TO DO. Go through the listing below and output exactly the line with "budget_left == 4700.0", the line with "assert_eq!(chat.len(), 8);", and each line between; omit the rest.

○ ○ ○ ○ ○

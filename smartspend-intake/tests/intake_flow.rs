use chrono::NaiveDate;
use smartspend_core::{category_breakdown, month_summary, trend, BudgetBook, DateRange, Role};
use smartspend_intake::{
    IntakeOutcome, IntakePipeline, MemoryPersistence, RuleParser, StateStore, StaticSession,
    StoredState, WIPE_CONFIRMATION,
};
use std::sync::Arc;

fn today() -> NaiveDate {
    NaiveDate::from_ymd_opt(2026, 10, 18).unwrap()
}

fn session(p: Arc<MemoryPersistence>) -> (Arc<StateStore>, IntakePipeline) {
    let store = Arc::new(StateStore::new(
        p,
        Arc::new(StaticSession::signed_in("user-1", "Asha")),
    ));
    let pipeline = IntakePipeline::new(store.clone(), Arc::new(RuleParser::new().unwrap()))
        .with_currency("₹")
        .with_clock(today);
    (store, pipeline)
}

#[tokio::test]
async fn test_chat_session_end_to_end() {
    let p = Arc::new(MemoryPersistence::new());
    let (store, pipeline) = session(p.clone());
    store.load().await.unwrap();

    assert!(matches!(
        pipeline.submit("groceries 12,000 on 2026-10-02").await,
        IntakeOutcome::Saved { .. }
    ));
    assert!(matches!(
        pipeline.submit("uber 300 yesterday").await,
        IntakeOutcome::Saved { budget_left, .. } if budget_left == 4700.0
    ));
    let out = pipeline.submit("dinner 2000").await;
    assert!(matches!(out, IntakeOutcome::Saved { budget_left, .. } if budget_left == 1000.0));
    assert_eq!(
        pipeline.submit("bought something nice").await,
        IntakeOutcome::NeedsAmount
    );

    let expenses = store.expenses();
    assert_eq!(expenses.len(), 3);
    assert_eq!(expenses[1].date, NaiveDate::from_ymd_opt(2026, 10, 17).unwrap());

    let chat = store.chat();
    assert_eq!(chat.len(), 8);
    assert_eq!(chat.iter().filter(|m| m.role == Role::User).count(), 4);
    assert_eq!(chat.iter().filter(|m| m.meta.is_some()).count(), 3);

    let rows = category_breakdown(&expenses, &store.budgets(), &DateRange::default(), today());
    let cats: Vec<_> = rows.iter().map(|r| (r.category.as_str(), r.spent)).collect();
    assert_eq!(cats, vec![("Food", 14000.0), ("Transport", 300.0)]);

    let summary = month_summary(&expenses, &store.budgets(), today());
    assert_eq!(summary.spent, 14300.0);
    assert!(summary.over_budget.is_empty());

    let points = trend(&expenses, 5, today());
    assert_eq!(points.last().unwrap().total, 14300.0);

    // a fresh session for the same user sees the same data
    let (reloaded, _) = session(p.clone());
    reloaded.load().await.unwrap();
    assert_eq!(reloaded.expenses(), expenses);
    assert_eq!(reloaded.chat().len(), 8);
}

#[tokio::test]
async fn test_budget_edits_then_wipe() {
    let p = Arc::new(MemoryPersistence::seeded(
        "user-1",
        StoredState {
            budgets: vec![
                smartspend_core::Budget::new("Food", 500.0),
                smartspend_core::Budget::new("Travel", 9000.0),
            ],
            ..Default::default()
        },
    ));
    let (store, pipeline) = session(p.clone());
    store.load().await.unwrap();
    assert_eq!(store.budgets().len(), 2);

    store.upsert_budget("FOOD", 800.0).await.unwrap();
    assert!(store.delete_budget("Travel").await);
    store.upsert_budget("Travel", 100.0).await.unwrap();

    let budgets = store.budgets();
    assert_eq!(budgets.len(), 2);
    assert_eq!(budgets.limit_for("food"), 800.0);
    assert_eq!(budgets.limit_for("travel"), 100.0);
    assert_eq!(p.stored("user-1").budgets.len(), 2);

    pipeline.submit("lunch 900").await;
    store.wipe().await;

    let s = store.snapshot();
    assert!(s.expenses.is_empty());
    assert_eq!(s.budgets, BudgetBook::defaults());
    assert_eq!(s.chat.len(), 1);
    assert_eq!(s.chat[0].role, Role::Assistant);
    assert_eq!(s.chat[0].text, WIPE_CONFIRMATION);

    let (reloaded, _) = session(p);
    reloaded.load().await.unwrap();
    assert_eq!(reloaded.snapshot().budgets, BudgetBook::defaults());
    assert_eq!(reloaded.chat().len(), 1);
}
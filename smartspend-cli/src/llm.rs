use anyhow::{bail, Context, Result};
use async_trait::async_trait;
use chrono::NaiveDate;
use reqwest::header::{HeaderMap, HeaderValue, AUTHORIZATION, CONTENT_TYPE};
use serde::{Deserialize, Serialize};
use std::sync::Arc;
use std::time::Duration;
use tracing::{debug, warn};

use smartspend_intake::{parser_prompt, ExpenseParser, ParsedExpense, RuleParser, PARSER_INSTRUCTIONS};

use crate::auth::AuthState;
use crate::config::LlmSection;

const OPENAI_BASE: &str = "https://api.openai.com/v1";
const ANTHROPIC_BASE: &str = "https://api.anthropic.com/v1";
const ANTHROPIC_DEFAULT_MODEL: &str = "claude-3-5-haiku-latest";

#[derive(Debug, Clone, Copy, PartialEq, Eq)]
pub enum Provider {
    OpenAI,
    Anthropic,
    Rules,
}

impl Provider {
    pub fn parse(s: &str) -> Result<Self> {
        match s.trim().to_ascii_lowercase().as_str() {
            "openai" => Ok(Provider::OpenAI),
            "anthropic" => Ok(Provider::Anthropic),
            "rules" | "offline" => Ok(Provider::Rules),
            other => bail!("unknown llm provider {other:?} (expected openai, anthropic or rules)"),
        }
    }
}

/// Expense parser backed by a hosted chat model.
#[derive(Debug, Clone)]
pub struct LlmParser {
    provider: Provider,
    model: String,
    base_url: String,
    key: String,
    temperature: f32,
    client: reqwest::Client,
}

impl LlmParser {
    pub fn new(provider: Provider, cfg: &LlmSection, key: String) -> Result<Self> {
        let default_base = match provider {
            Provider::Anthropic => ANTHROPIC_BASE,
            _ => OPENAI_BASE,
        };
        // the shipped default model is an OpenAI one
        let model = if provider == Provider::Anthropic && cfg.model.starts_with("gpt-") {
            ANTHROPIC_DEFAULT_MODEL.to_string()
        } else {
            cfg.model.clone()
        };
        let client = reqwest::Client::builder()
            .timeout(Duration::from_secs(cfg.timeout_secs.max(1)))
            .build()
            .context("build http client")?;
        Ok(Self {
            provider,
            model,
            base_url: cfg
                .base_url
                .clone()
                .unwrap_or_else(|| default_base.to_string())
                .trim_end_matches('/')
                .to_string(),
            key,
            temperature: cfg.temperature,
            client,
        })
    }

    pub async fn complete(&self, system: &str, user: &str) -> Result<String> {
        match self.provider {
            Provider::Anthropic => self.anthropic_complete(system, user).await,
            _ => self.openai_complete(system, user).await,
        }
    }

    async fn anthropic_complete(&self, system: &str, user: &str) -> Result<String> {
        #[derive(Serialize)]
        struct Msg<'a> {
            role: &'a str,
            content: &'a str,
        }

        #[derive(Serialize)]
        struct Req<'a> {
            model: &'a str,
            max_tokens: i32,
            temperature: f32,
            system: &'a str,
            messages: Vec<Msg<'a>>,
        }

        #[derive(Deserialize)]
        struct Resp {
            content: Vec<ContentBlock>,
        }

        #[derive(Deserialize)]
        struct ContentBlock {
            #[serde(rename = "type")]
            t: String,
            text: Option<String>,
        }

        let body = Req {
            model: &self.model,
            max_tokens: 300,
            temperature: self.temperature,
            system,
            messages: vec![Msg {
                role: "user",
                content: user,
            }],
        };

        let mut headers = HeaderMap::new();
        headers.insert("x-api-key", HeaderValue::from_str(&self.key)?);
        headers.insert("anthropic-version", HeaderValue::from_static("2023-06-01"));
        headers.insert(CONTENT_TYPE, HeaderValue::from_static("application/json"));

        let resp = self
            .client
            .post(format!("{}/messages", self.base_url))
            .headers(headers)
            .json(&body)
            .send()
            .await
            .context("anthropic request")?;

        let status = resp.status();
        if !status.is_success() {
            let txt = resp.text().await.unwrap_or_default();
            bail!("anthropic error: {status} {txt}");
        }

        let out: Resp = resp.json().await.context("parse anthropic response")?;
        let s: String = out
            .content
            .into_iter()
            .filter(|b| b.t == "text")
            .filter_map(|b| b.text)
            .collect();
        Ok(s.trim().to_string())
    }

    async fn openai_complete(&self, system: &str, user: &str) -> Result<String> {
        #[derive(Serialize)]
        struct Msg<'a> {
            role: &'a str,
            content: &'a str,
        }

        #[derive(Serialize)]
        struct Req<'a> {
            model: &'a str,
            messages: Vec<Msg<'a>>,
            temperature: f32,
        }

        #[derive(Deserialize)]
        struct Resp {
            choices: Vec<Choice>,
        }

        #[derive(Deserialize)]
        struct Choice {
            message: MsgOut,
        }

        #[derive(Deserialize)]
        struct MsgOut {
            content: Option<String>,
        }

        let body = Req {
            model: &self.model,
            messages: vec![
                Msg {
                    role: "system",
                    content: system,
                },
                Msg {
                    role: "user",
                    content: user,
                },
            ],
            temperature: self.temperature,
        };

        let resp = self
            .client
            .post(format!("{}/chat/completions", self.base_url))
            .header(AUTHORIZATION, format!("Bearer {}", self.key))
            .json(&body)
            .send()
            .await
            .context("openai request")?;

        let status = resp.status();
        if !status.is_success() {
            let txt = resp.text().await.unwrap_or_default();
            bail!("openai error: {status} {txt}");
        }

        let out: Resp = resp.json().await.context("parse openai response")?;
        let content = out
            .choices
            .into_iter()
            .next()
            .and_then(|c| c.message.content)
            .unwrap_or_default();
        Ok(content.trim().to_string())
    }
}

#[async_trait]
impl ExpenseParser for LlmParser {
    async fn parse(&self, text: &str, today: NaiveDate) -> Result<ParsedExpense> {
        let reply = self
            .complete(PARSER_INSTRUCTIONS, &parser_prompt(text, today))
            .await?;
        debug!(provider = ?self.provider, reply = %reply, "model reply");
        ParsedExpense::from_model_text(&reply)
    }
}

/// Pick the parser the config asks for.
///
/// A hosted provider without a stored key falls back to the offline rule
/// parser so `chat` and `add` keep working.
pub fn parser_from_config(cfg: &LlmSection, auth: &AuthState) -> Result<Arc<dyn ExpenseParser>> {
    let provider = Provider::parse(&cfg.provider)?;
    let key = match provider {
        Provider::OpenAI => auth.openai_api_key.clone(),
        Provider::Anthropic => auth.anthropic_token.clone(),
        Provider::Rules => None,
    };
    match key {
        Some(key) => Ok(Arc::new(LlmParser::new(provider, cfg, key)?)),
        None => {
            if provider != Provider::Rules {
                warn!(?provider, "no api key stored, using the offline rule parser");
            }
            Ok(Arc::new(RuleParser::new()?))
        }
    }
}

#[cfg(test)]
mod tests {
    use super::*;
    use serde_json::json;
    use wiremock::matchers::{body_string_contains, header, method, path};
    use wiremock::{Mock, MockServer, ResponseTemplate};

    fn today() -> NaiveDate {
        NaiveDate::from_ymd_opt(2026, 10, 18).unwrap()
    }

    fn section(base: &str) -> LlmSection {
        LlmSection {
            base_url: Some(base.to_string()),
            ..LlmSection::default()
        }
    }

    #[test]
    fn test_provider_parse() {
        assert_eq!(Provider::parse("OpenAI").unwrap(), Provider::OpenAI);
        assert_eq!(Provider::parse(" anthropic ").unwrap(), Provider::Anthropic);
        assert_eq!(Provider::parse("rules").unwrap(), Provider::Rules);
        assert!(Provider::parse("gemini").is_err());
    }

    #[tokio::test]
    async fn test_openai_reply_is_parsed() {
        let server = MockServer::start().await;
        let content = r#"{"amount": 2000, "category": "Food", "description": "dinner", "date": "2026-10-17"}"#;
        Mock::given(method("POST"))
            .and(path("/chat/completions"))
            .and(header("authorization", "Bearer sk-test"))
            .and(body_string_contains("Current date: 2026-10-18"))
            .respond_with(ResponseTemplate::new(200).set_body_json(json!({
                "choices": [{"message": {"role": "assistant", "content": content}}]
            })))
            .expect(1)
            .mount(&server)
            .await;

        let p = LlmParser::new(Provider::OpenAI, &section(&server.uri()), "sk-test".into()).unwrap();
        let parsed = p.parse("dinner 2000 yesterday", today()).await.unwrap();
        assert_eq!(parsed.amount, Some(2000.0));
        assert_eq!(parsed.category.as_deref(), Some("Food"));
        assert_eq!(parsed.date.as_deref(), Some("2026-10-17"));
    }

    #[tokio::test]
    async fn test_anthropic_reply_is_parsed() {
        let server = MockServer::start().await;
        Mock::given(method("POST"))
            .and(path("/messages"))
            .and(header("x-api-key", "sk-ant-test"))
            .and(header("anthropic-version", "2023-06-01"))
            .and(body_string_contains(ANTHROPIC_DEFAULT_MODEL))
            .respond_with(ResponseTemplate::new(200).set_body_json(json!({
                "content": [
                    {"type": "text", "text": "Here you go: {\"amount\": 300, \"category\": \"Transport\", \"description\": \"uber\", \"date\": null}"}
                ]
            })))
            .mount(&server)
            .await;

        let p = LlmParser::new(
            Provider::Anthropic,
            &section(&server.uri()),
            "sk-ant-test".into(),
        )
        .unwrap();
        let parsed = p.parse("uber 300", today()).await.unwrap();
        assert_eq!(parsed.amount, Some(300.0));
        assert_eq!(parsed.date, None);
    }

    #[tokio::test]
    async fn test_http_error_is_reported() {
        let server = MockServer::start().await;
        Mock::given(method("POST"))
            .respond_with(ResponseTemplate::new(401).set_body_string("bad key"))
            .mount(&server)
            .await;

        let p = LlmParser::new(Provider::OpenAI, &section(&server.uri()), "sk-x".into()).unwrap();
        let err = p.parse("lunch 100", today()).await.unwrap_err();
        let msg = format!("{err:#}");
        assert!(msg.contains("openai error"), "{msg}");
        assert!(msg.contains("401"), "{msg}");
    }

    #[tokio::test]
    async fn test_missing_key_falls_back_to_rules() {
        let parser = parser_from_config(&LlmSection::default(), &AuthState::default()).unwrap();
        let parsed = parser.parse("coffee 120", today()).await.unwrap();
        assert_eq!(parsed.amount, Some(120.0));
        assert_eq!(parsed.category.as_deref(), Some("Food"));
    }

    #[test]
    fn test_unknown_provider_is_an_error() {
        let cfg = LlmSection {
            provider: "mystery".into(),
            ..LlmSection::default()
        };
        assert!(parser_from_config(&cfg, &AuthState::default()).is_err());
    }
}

○ ○ ○ ○ ○

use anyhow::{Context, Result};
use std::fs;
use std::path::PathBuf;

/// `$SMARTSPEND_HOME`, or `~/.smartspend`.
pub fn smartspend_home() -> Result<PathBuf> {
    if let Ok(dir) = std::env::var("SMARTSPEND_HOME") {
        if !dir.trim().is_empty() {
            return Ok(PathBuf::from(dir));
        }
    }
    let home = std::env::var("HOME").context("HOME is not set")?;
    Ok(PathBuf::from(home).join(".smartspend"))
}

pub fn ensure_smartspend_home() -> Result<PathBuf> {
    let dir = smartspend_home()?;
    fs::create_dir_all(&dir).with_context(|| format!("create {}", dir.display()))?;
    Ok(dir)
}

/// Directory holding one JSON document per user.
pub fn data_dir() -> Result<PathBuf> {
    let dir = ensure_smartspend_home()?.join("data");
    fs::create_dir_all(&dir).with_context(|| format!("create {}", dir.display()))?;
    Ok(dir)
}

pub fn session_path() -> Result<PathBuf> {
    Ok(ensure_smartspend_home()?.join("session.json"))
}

○ ○ ○ ○ ○

WRITTEN REPLY.
        IntakeOutcome::Saved { budget_left, .. } if budget_left == 4700.0
    ));
    let out = pipeline.submit("dinner 2000").await;
    assert!(matches!(out, IntakeOutcome::Saved { budget_left, .. } if budget_left == 1000.0));
    assert_eq!(
        pipeline.submit("bought something nice").await,
        IntakeOutcome::NeedsAmount
    );

    let expenses = store.expenses();
    assert_eq!(expenses.len(), 3);
    assert_eq!(expenses[1].date, NaiveDate::from_ymd_opt(2026, 10, 17).unwrap());

    let chat = store.chat();
    assert_eq!(chat.len(), 8);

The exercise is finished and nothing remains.